**** ENTRIES SHOWN ****
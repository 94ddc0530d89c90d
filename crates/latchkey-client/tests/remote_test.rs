//! Remote lock manager tests against a scripted server

use std::time::Duration;

use latchkey_api::{ClientMessage, MessageReader, MessageWriter, ServerMessage};
use latchkey_client::{ClientConfig, ClientLockState, LockId, LockLevel, NodeId, RemoteLockManager};
use latchkey_common::SessionId;
use tokio::net::TcpListener;
use tokio::net::tcp::{OwnedReadHalf, OwnedWriteHalf};

struct ScriptedPeer {
    reader: MessageReader<OwnedReadHalf>,
    writer: MessageWriter<OwnedWriteHalf>,
}

impl ScriptedPeer {
    async fn accept(listener: &TcpListener, session: u64) -> Self {
        let (stream, _) = listener.accept().await.unwrap();
        let (read_half, write_half) = stream.into_split();
        let mut peer = Self {
            reader: MessageReader::new(read_half),
            writer: MessageWriter::new(write_half),
        };
        let hello = peer.recv().await;
        assert!(matches!(hello, Some(ClientMessage::Hello { .. })));
        peer.send(ServerMessage::Welcome {
            session: SessionId(session),
        })
        .await;
        peer
    }

    async fn recv(&mut self) -> Option<ClientMessage> {
        tokio::time::timeout(Duration::from_secs(5), self.reader.recv::<ClientMessage>())
            .await
            .expect("timed out waiting for client message")
            .unwrap()
    }

    async fn send(&mut self, message: ServerMessage) {
        self.writer.send(&message).await.unwrap();
    }
}

fn config(listener: &TcpListener, node: u64) -> ClientConfig {
    ClientConfig::new(listener.local_addr().unwrap().to_string())
        .with_node_id(NodeId::new(node))
        .with_reconnect_backoff(Duration::from_millis(10), Duration::from_millis(50))
        .with_gc_interval(Duration::ZERO)
}

// ============== Reconnect Tests ==============

#[tokio::test]
async fn test_reconnect_reannounces_held_locks() {
    let listener = TcpListener::bind("127.0.0.1:0").await.unwrap();
    let (client, mut peer) = tokio::join!(
        RemoteLockManager::start(config(&listener, 5)),
        ScriptedPeer::accept(&listener, 1)
    );
    let client = client.unwrap();
    let manager = client.lock_manager().clone();
    let lock_id = LockId::named("accounts");
    let thread = manager.new_thread_id();

    let task = {
        let manager = manager.clone();
        let lock_id = lock_id.clone();
        tokio::spawn(async move { manager.lock(&lock_id, thread, LockLevel::Write).await })
    };
    let request = peer.recv().await.unwrap();
    assert!(matches!(request, ClientMessage::LockRequest { .. }));
    peer.send(ServerMessage::LockAward {
        lock_id: lock_id.clone(),
        thread,
        level: LockLevel::Write,
        greedy: false,
        epoch: 1,
    })
    .await;
    task.await.unwrap().unwrap();

    drop(peer);
    let mut peer = ScriptedPeer::accept(&listener, 2).await;
    assert_eq!(
        peer.recv().await,
        Some(ClientMessage::LockRequest {
            lock_id: lock_id.clone(),
            thread,
            level: LockLevel::Write,
            try_timeout_millis: None,
        })
    );
    assert!(manager.is_locked_by_thread(&lock_id, thread, LockLevel::Write));

    client.shutdown().await;
}

#[tokio::test]
async fn test_waiter_woken_spuriously_on_reconnect() {
    let listener = TcpListener::bind("127.0.0.1:0").await.unwrap();
    let (client, mut peer) = tokio::join!(
        RemoteLockManager::start(config(&listener, 6)),
        ScriptedPeer::accept(&listener, 1)
    );
    let client = client.unwrap();
    let manager = client.lock_manager().clone();
    let lock_id = LockId::Long(17);
    let thread = manager.new_thread_id();

    let task = {
        let manager = manager.clone();
        let lock_id = lock_id.clone();
        tokio::spawn(async move {
            manager.lock(&lock_id, thread, LockLevel::Write).await?;
            manager.wait(&lock_id, thread, None).await
        })
    };
    peer.recv().await.unwrap();
    peer.send(ServerMessage::LockAward {
        lock_id: lock_id.clone(),
        thread,
        level: LockLevel::Write,
        greedy: true,
        epoch: 3,
    })
    .await;
    assert!(matches!(
        peer.recv().await,
        Some(ClientMessage::Wait { .. })
    ));

    drop(peer);
    let mut peer = ScriptedPeer::accept(&listener, 2).await;
    let request = peer.recv().await.unwrap();
    assert!(matches!(
        request,
        ClientMessage::LockRequest {
            level: LockLevel::Write,
            ..
        }
    ));
    peer.send(ServerMessage::LockAward {
        lock_id: lock_id.clone(),
        thread,
        level: LockLevel::Write,
        greedy: false,
        epoch: 4,
    })
    .await;
    task.await.unwrap().unwrap();
    assert_eq!(manager.lock_state(&lock_id), ClientLockState::Held);

    client.shutdown().await;
}

// ============== Shutdown Tests ==============

#[tokio::test]
async fn test_shutdown_surrenders_idle_leases() {
    let listener = TcpListener::bind("127.0.0.1:0").await.unwrap();
    let (client, mut peer) = tokio::join!(
        RemoteLockManager::start(config(&listener, 7)),
        ScriptedPeer::accept(&listener, 1)
    );
    let client = client.unwrap();
    let manager = client.lock_manager().clone();
    let lock_id = LockId::named("cache");
    let thread = manager.new_thread_id();

    let task = {
        let manager = manager.clone();
        let lock_id = lock_id.clone();
        tokio::spawn(async move { manager.lock(&lock_id, thread, LockLevel::Read).await })
    };
    peer.recv().await.unwrap();
    peer.send(ServerMessage::LockAward {
        lock_id: lock_id.clone(),
        thread,
        level: LockLevel::Read,
        greedy: true,
        epoch: 9,
    })
    .await;
    task.await.unwrap().unwrap();
    manager.unlock(&lock_id, thread, LockLevel::Read).unwrap();
    assert_eq!(manager.lock_state(&lock_id), ClientLockState::Greedy);

    client.shutdown().await;
    match peer.recv().await {
        Some(ClientMessage::Unlock { entries }) => {
            assert_eq!(entries.len(), 1);
            assert!(entries[0].thread.is_node());
            assert_eq!(entries[0].epoch, 9);
        }
        other => panic!("expected lease surrender, got {:?}", other),
    }
    assert_eq!(peer.recv().await, None);
}
//! Client lock manager
//!
//! The public lock API of a node. Requests are arbitrated against the
//! [`ClientLockTable`] first; only requests the node cannot serve locally are
//! forwarded to the server through the outbound channel. Parked callers wait
//! on the lock's change notifications and re-check their request on every
//! wakeup.

use std::sync::atomic::{AtomicBool, AtomicU64, Ordering};
use std::time::Duration;

use dashmap::DashMap;
use latchkey_api::{ClientMessage, HolderInfo, ServerMessage};
use latchkey_common::{LatchkeyError, LockId, LockLevel, NodeId, Result, ThreadId};
use tokio::sync::{mpsc, oneshot, watch};
use tracing::{debug, info};

use crate::config::ClientConfig;
use crate::table::{
    Acquire, ClientLock, ClientLockState, ClientLockTable, Outbox, RequestOptions, RequestPoll,
};

/// Cluster-wide view of a lock as reported by the server.
#[derive(Debug, Clone, PartialEq, Eq)]
pub struct GlobalLockInfo {
    pub holders: Vec<HolderInfo>,
    pub pending: u32,
    pub waiters: u32,
}

/// Node-local lock manager.
pub struct ClientLockManager {
    node: NodeId,
    table: ClientLockTable,
    outbound: mpsc::UnboundedSender<ClientMessage>,
    /// Only changed while every table shard is locked
    connected: AtomicBool,
    shutdown: AtomicBool,
    next_thread: AtomicU64,
    next_sequence: AtomicU64,
    queries: DashMap<(LockId, ThreadId), oneshot::Sender<GlobalLockInfo>>,
    request_timeout: Duration,
}
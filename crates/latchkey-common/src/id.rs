//! Identifiers for locks, nodes, threads, and sessions

use std::fmt::{Display, Formatter};
use std::hash::{DefaultHasher, Hash, Hasher};

use serde::{Deserialize, Serialize};

/// Name of a protected resource.
///
/// Each variant serializes with a distinct one-byte type tag (see
/// [`LockId::type_tag`]) so that `Named("7")` and `Long(7)` never collide.
#[derive(Debug, Clone, PartialEq, Eq, Hash, PartialOrd, Ord, Serialize, Deserialize)]
#[serde(rename_all = "snake_case")]
pub enum LockId {
    /// Application chosen string name
    Named(String),
    /// 64-bit numeric lock
    Long(i64),
    /// Identity of a literal value (interned string, boxed primitive, enum constant)
    Literal(String),
    /// Identity of a shared object, as assigned by the object-identity collaborator
    Object(u64),
}

impl LockId {
    pub const TAG_NAMED: u8 = 1;
    pub const TAG_LONG: u8 = 2;
    pub const TAG_LITERAL: u8 = 3;
    pub const TAG_OBJECT: u8 = 4;

    pub fn named(name: impl Into<String>) -> Self {
        LockId::Named(name.into())
    }

    pub fn literal(value: impl Into<String>) -> Self {
        LockId::Literal(value.into())
    }

    /// The one-byte wire tag for this variant.
    pub fn type_tag(&self) -> u8 {
        match self {
            LockId::Named(_) => Self::TAG_NAMED,
            LockId::Long(_) => Self::TAG_LONG,
            LockId::Literal(_) => Self::TAG_LITERAL,
            LockId::Object(_) => Self::TAG_OBJECT,
        }
    }

    /// Stable shard index for `shards` partitions.
    pub fn shard_index(&self, shards: usize) -> usize {
        let mut hasher = DefaultHasher::new();
        self.hash(&mut hasher);
        (hasher.finish() as usize) % shards.max(1)
    }
}

impl Display for LockId {
    fn fmt(&self, f: &mut Formatter<'_>) -> std::fmt::Result {
        match self {
            LockId::Named(name) => write!(f, "named:{}", name),
            LockId::Long(value) => write!(f, "long:{}", value),
            LockId::Literal(value) => write!(f, "literal:{}", value),
            LockId::Object(id) => write!(f, "object:{:#x}", id),
        }
    }
}

impl From<&str> for LockId {
    fn from(value: &str) -> Self {
        LockId::Named(value.to_string())
    }
}

impl From<String> for LockId {
    fn from(value: String) -> Self {
        LockId::Named(value)
    }
}

impl From<i64> for LockId {
    fn from(value: i64) -> Self {
        LockId::Long(value)
    }
}

/// Identity of a client node. Stable across reconnects of the same process.
#[derive(Debug, Clone, Copy, PartialEq, Eq, Hash, PartialOrd, Ord, Serialize, Deserialize)]
#[serde(transparent)]
pub struct NodeId(pub u64);

impl NodeId {
    pub fn new(id: u64) -> Self {
        NodeId(id)
    }

    pub fn as_u64(self) -> u64 {
        self.0
    }
}

impl Display for NodeId {
    fn fmt(&self, f: &mut Formatter<'_>) -> std::fmt::Result {
        write!(f, "node-{:x}", self.0)
    }
}

/// A logical thread of execution within one node.
///
/// [`ThreadId::NODE`] stands for the whole node; the server uses it when a
/// grant is greedy and the node arbitrates among its own threads.
#[derive(Debug, Clone, Copy, PartialEq, Eq, Hash, PartialOrd, Ord)]
pub struct ThreadId(pub u64);

impl ThreadId {
    /// Sentinel for node-wide (greedy) holds
    pub const NODE: ThreadId = ThreadId(0);

    pub fn new(id: u64) -> Self {
        ThreadId(id)
    }

    pub fn is_node(self) -> bool {
        self == Self::NODE
    }

    pub fn as_u64(self) -> u64 {
        self.0
    }
}

impl Display for ThreadId {
    fn fmt(&self, f: &mut Formatter<'_>) -> std::fmt::Result {
        if self.is_node() {
            write!(f, "thread-node")
        } else {
            write!(f, "thread-{}", self.0)
        }
    }
}

/// One connection lifetime of a node, assigned by the server on handshake.
#[derive(Debug, Clone, Copy, PartialEq, Eq, Hash, PartialOrd, Ord)]
pub struct SessionId(pub u64);

impl Display for SessionId {
    fn fmt(&self, f: &mut Formatter<'_>) -> std::fmt::Result {
        write!(f, "session-{}", self.0)
    }
}
// Metrics for the lock server
// Recorded through the metrics facade; no exporter is installed here

use metrics::{counter, describe_counter, describe_gauge, gauge};

/// Initialize all metric descriptions
/// Should be called once at application startup
pub fn init_metrics() {
    describe_counter!(
        "latchkey_greedy_grants_total",
        "Total number of greedy leases granted"
    );
    describe_counter!(
        "latchkey_recalls_total",
        "Total number of greedy lease recalls sent"
    );
    describe_counter!(
        "latchkey_lease_reclaims_total",
        "Total number of leases reclaimed after an unanswered recall"
    );
    describe_gauge!("latchkey_server_locks", "Current number of live server locks");
    describe_gauge!(
        "latchkey_connected_nodes",
        "Current number of connected client nodes"
    );

    tracing::info!("Metrics initialized");
}

/// Record a greedy lease grant
pub fn record_greedy_grant() {
    counter!("latchkey_greedy_grants_total").increment(1);
}

/// Record a recall sent to a lease holder
pub fn record_recall() {
    counter!("latchkey_recalls_total").increment(1);
}

/// Record a lease reclaimed without the holder's cooperation
pub fn record_lease_reclaim() {
    counter!("latchkey_lease_reclaims_total").increment(1);
}

pub fn set_live_locks(count: f64) {
    gauge!("latchkey_server_locks").set(count);
}

pub fn set_connected_nodes(count: f64) {
    gauge!("latchkey_connected_nodes").set(count);
}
****
▶ **WORK TO COMPLETE**
Pull out every line above that holds the word "wide".

▶ **EXERCISE SOLUTION**
/// Cluster-wide view of a lock as reported by the server.
    /// Sentinel for node-wide (greedy) holds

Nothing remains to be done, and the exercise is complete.